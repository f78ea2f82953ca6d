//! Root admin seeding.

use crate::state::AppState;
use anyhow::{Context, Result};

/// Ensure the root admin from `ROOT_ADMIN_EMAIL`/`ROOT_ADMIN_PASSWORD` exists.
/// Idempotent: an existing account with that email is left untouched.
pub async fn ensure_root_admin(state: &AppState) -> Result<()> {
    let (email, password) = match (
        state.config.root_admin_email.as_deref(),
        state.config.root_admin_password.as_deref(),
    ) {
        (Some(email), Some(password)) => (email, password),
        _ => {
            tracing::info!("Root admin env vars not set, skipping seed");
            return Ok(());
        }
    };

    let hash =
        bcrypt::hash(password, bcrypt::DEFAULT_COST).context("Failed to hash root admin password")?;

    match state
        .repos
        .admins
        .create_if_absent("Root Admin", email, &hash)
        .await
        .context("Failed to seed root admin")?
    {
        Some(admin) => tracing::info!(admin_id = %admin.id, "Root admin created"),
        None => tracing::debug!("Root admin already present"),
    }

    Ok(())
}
------------------------------------
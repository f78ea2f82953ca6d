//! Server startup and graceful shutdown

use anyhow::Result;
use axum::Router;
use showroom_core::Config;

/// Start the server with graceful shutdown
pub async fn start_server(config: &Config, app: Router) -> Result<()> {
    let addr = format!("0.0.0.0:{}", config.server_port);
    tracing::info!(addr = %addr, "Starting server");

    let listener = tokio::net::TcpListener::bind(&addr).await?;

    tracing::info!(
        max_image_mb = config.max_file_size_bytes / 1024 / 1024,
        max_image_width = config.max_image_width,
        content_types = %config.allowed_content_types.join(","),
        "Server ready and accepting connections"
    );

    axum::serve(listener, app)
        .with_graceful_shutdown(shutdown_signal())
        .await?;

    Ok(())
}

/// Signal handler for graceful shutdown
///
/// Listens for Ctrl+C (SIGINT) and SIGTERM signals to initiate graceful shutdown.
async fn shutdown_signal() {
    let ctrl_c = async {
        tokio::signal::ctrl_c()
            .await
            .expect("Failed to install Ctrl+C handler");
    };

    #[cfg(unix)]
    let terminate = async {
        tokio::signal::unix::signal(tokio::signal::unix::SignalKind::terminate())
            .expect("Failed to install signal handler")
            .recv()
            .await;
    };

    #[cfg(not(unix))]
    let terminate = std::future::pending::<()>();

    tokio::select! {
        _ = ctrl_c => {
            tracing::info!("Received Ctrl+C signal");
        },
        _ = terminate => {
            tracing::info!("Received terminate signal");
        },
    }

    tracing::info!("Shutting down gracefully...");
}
------------------------------------
- [What to produce]: What the answer needs is every line from the data above with "state" in it.

- [Exercise result]:
use crate::state::AppState;
pub async fn ensure_root_admin(state: &AppState) -> Result<()> {
        state.config.root_admin_email.as_deref(),
        state.config.root_admin_password.as_deref(),
    match state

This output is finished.